+++ SUPPLIED MATERIAL +++
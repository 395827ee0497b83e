//! Configuration module for tfinputs.
//!
//! This module handles loading and validating configuration from:
//! - YAML configuration files (`tfinputs.yaml`)
//! - Environment variables (`GH_TOKEN`, `GL_TOKEN`, `${VAR}` expansion)
//! - CLI arguments
//!
//! # Configuration File Format
//!
//! ```yaml
//! # tfinputs.yaml
//!
//! scan:
//!   exclude_patterns:
//!     - "*.auto.tf"
//!   max_depth: 100
//!   concurrency: 4
//!
//! converter:
//!   mode: native          # or "external" to shell out to hcl2json
//!   binary: hcl2json
//!   install_dir: /usr/local/bin
//!   version: "0.6.4"
//!   timeout_secs: 30
//!
//! git:
//!   binary: git
//!   github_token: ${MY_GITHUB_TOKEN}   # GH_TOKEN is used when unset
//!   timeout_secs: 300
//!   shallow: true
//!
//! fetch:
//!   timeout_secs: 60
//!
//! output:
//!   colored: true
//!   pretty: true
//! ```

use crate::error::{Result, TfInputsError};
use regex::Regex;
use serde::{Deserialize, Serialize};
use std::path::{Path, PathBuf};
use std::sync::LazyLock;

/// Config file names looked up in the working directory, in order.
pub const CONFIG_FILE_NAMES: &[&str] = &["tfinputs.yaml", "tfinputs.yml", ".tfinputs.yaml"];

static BRACED_VAR: LazyLock<Regex> =
    LazyLock::new(|| Regex::new(r"\$\{([A-Za-z_][A-Za-z0-9_]*)\}").expect("Invalid regex"));
static BARE_VAR: LazyLock<Regex> =
    LazyLock::new(|| Regex::new(r"\$([A-Za-z_][A-Za-z0-9_]*)").expect("Invalid regex"));

/// Scanning options.
#[derive(Debug, Clone, Serialize, Deserialize)]
#[serde(default)]
pub struct ScanOptions {
    /// Glob patterns matched against file names and relative paths to skip.
    pub exclude_patterns: Vec<String>,

    /// Maximum depth for recursive directory scanning.
    pub max_depth: usize,

    /// Number of files converted concurrently.
    pub concurrency: usize,
}

impl Default for ScanOptions {
    fn default() -> Self {
        Self {
            exclude_patterns: Vec::new(),
            max_depth: 100,
            concurrency: 4,
        }
    }
}

/// Which HCL converter to use.
#[derive(Debug, Clone, Copy, PartialEq, Eq, Default, Serialize, Deserialize, clap::ValueEnum)]
#[serde(rename_all = "lowercase")]
pub enum ConverterMode {
    /// In-process hcl-rs parser
    #[default]
    Native,
    /// External hcl2json binary
    External,
}

/// HCL converter options.
#[derive(Debug, Clone, Serialize, Deserialize)]
#[serde(default)]
pub struct ConverterOptions {
    pub mode: ConverterMode,

    /// Binary name or path of the external converter.
    pub binary: String,

    /// Directory the converter is installed into when missing.
    pub install_dir: PathBuf,

    /// Pinned converter release.
    pub version: String,

    /// Overrides the release URL derived from `version`.
    pub download_url: Option<String>,

    /// Per-file conversion timeout.
    pub timeout_secs: u64,
}

impl Default for ConverterOptions {
    fn default() -> Self {
        Self {
            mode: ConverterMode::Native,
            binary: "hcl2json".to_string(),
            install_dir: PathBuf::from("/usr/local/bin"),
            version: "0.6.4".to_string(),
            download_url: None,
            timeout_secs: 30,
        }
    }
}

impl ConverterOptions {
    /// Release artifact URL for this platform.
    #[must_use]
    pub fn release_url(&self) -> String {
        if let Some(url) = &self.download_url {
            return url.clone();
        }
        let arch = match std::env::consts::ARCH {
            "x86_64" => "amd64",
            "aarch64" => "arm64",
            other => other,
        };
        format!(
            "https://github.com/tmccombs/hcl2json/releases/download/v{version}/hcl2json_{os}_{arch}",
            version = self.version,
            os = std::env::consts::OS,
        )
    }
}

/// Git options.
#[derive(Clone, Serialize, Deserialize)]
#[serde(default)]
pub struct GitOptions {
    /// Git executable.
    pub binary: PathBuf,

    /// GitHub token. Falls back to `GH_TOKEN`.
    #[serde(skip_serializing)]
    pub github_token: Option<String>,

    /// GitLab token. Falls back to `GL_TOKEN`.
    #[serde(skip_serializing)]
    pub gitlab_token: Option<String>,

    /// Self-hosted GitLab instances that also receive the GitLab token.
    pub gitlab_hosts: Vec<String>,

    /// Timeout for each git invocation.
    pub timeout_secs: u64,

    /// Clone with `--depth 1` when no ref is requested.
    pub shallow: bool,
}

impl Default for GitOptions {
    fn default() -> Self {
        Self {
            binary: PathBuf::from("git"),
            github_token: None,
            gitlab_token: None,
            gitlab_hosts: Vec::new(),
            timeout_secs: 300,
            shallow: true,
        }
    }
}

impl std::fmt::Debug for GitOptions {
    fn fmt(&self, f: &mut std::fmt::Formatter<'_>) -> std::fmt::Result {
        let mask = |token: &Option<String>| token.as_ref().map(|_| "***");
        f.debug_struct("GitOptions")
            .field("binary", &self.binary)
            .field("github_token", &mask(&self.github_token))
            .field("gitlab_token", &mask(&self.gitlab_token))
            .field("gitlab_hosts", &self.gitlab_hosts)
            .field("timeout_secs", &self.timeout_secs)
            .field("shallow", &self.shallow)
            .finish()
    }
}

impl GitOptions {
    /// Load tokens from environment variables, updating config values if not set
    pub fn load_from_env(&mut self) {
        let get_non_empty_env = |var: &str| std::env::var(var).ok().filter(|s| !s.is_empty());

        if self.github_token.is_none() {
            if let Some(token) = get_non_empty_env("GH_TOKEN") {
                tracing::debug!("Loaded GitHub token from GH_TOKEN environment variable");
                self.github_token = Some(token);
            }
        }

        if self.gitlab_token.is_none() {
            if let Some(token) = get_non_empty_env("GL_TOKEN") {
                tracing::debug!("Loaded GitLab token from GL_TOKEN environment variable");
                self.gitlab_token = Some(token);
            }
        }
    }
}

/// HTTP and S3 fetch options.
#[derive(Debug, Clone, Serialize, Deserialize)]
#[serde(default)]
pub struct FetchOptions {
    pub timeout_secs: u64,

    /// Path-style endpoint used instead of `<bucket>.s3.amazonaws.com`.
    pub s3_endpoint: Option<String>,
}

impl Default for FetchOptions {
    fn default() -> Self {
        Self {
            timeout_secs: 60,
            s3_endpoint: None,
        }
    }
}

/// Output options.
#[derive(Debug, Clone, Serialize, Deserialize)]
#[serde(default)]
pub struct OutputOptions {
    /// Use colored output.
    pub colored: bool,

    /// Pretty-print JSON output.
    pub pretty: bool,
}

impl Default for OutputOptions {
    fn default() -> Self {
        Self {
            colored: true,
            pretty: true,
        }
    }
}

/// Main configuration structure with nested sections.
#[derive(Debug, Clone, Default, Serialize, Deserialize)]
#[serde(default)]
pub struct Config {
    /// Scanning options
    pub scan: ScanOptions,

    /// HCL converter options
    pub converter: ConverterOptions,

    /// Git options
    pub git: GitOptions,

    /// HTTP/S3 fetch options
    pub fetch: FetchOptions,

    /// Output options
    pub output: OutputOptions,
}

impl Config {
    /// Load configuration from a YAML string.
    ///
    /// # Errors
    ///
    /// Returns an error if the YAML is invalid or a value is out of range.
    pub fn from_yaml(content: &str) -> Result<Self> {
        tracing::debug!("Parsing configuration from YAML");
        let expanded = expand_env_vars(content);

        let config: Config = serde_yaml::from_str(&expanded).map_err(|e| {
            TfInputsError::config_parse(e.to_string(), Some(Box::new(e)), file!(), line!())
        })?;
        config.validate()?;

        tracing::debug!(
            exclude_patterns = config.scan.exclude_patterns.len(),
            converter = ?config.converter.mode,
            "Configuration loaded successfully"
        );

        Ok(config)
    }

    /// Load configuration from a file.
    ///
    /// # Errors
    ///
    /// Returns an error if the file cannot be read or parsed.
    pub fn from_file(path: &Path) -> Result<Self> {
        let content = std::fs::read_to_string(path)
            .map_err(|e| TfInputsError::io(path, e, file!(), line!()))?;
        Self::from_yaml(&content)
    }

    /// Find the configuration file to use, if any.
    ///
    /// An explicit path wins, then the working directory, then the
    /// per-user config directory.
    #[must_use]
    pub fn discover(explicit: Option<&Path>) -> Option<PathBuf> {
        if let Some(path) = explicit {
            return Some(path.to_path_buf());
        }
        CONFIG_FILE_NAMES
            .iter()
            .map(PathBuf::from)
            .find(|p| p.is_file())
            .or_else(|| {
                dirs::config_dir()
                    .map(|dir| dir.join("tfinputs").join("config.yaml"))
                    .filter(|p| p.is_file())
            })
    }

    /// Discover and load the configuration, falling back to defaults.
    ///
    /// Tokens are always filled from the environment afterwards.
    ///
    /// # Errors
    ///
    /// Returns an error if a discovered file cannot be read or parsed.
    pub fn load(explicit: Option<&Path>) -> Result<Self> {
        let mut config = match Self::discover(explicit) {
            Some(path) => {
                tracing::debug!(path = %path.display(), "Loading configuration file");
                Self::from_file(&path)?
            }
            None => Self::default(),
        };
        config.load_tokens_from_env();
        Ok(config)
    }

    fn validate(&self) -> Result<()> {
        if self.scan.concurrency == 0 {
            return Err(crate::err!(ConfigValue {
                key: "scan.concurrency".to_string(),
                message: "must be at least 1".to_string(),
            }));
        }
        if self.converter.timeout_secs == 0 {
            return Err(crate::err!(ConfigValue {
                key: "converter.timeout_secs".to_string(),
                message: "must be at least 1".to_string(),
            }));
        }
        if self.git.timeout_secs == 0 {
            return Err(crate::err!(ConfigValue {
                key: "git.timeout_secs".to_string(),
                message: "must be at least 1".to_string(),
            }));
        }
        for pattern in &self.scan.exclude_patterns {
            glob::Pattern::new(pattern).map_err(|e| {
                crate::err!(ConfigValue {
                    key: "scan.exclude_patterns".to_string(),
                    message: format!("invalid glob '{pattern}': {e}"),
                })
            })?;
        }
        Ok(())
    }

    /// Generate an example YAML configuration.
    #[must_use]
    pub fn example_yaml() -> String {
        r#"# tfinputs configuration file

# Scanning options
scan:
  # Glob patterns for files to skip (matched against name and relative path)
  exclude_patterns: []
  #  - "*.auto.tf"
  #  - "examples/**"

  # Maximum depth for recursive directory scanning
  max_depth: 100

  # Number of files converted concurrently
  concurrency: 4

# HCL to JSON conversion
converter:
  # native: built-in parser; external: hcl2json subprocess
  mode: native

  # Settings below only apply to the external converter
  binary: hcl2json
  install_dir: /usr/local/bin
  version: "0.6.4"
  # download_url: https://mirror.example.com/hcl2json
  timeout_secs: 30

# Git options (for remote module sources)
git:
  binary: git

  # Tokens default to the GH_TOKEN / GL_TOKEN environment variables
  # github_token: ${MY_GITHUB_TOKEN}
  # gitlab_token: ${MY_GITLAB_TOKEN}

  # Self-hosted GitLab hosts that should also receive the GitLab token
  gitlab_hosts: []
  #  - gitlab.example.com

  timeout_secs: 300

  # Shallow clone when no ref is requested
  shallow: true

# HTTP(S) and S3 artifact downloads
fetch:
  timeout_secs: 60
  # s3_endpoint: http://localhost:9000

# Output options
output:
  # Use colored output in terminal
  colored: true

  # Pretty-print JSON output
  pretty: true
"#
        .to_string()
    }

    /// Merge CLI arguments into the configuration.
    pub fn merge_cli_args(&mut self, args: &crate::cli::InspectArgs) {
        if !args.exclude_patterns.is_empty() {
            self.scan
                .exclude_patterns
                .extend(args.exclude_patterns.iter().cloned());
        }
        if let Some(mode) = args.converter {
            self.converter.mode = mode;
        }
        if let Some(concurrency) = args.concurrency {
            self.scan.concurrency = concurrency.max(1);
        }
        if args.no_color {
            self.output.colored = false;
        }
    }

    /// Load VCS tokens from environment variables
    /// This should be called after loading config to populate token fields
    pub fn load_tokens_from_env(&mut self) {
        self.git.load_from_env();
        tracing::debug!(
            github_token_set = self.git.github_token.is_some(),
            gitlab_token_set = self.git.gitlab_token.is_some(),
            "Token loading complete"
        );
    }
}

/// Expand environment variables in a string.
///
/// Supports `${VAR}` and `$VAR` syntax. Unset variables are left as is.
fn expand_env_vars(content: &str) -> String {
    let lookup = |caps: &regex::Captures<'_>| {
        std::env::var(&caps[1]).unwrap_or_else(|_| caps[0].to_string())
    };
    let braced = BRACED_VAR.replace_all(content, lookup);
    BARE_VAR.replace_all(&braced, lookup).into_owned()
}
+++
▶ _PROMPT_
Once you find the line containing "self.output.colored = false;", copy it and every line after it through the end of the records, exactly and nothing else.

▶ _EXERCISE RESULT_
            self.output.colored = false;
        }
    }

    /// Load VCS tokens from environment variables
    /// This should be called after loading config to populate token fields
    pub fn load_tokens_from_env(&mut self) {
        self.git.load_from_env();
        tracing::debug!(
            github_token_set = self.git.github_token.is_some(),
            gitlab_token_set = self.git.gitlab_token.is_some(),
            "Token loading complete"
        );
    }
}

/// Expand environment variables in a string.
///
/// Supports `${VAR}` and `$VAR` syntax. Unset variables are left as is.
fn expand_env_vars(content: &str) -> String {
    let lookup = |caps: &regex::Captures<'_>| {
        std::env::var(&caps[1]).unwrap_or_else(|_| caps[0].to_string())
    };
    let braced = BRACED_VAR.replace_all(content, lookup);
    BARE_VAR.replace_all(&braced, lookup).into_owned()
}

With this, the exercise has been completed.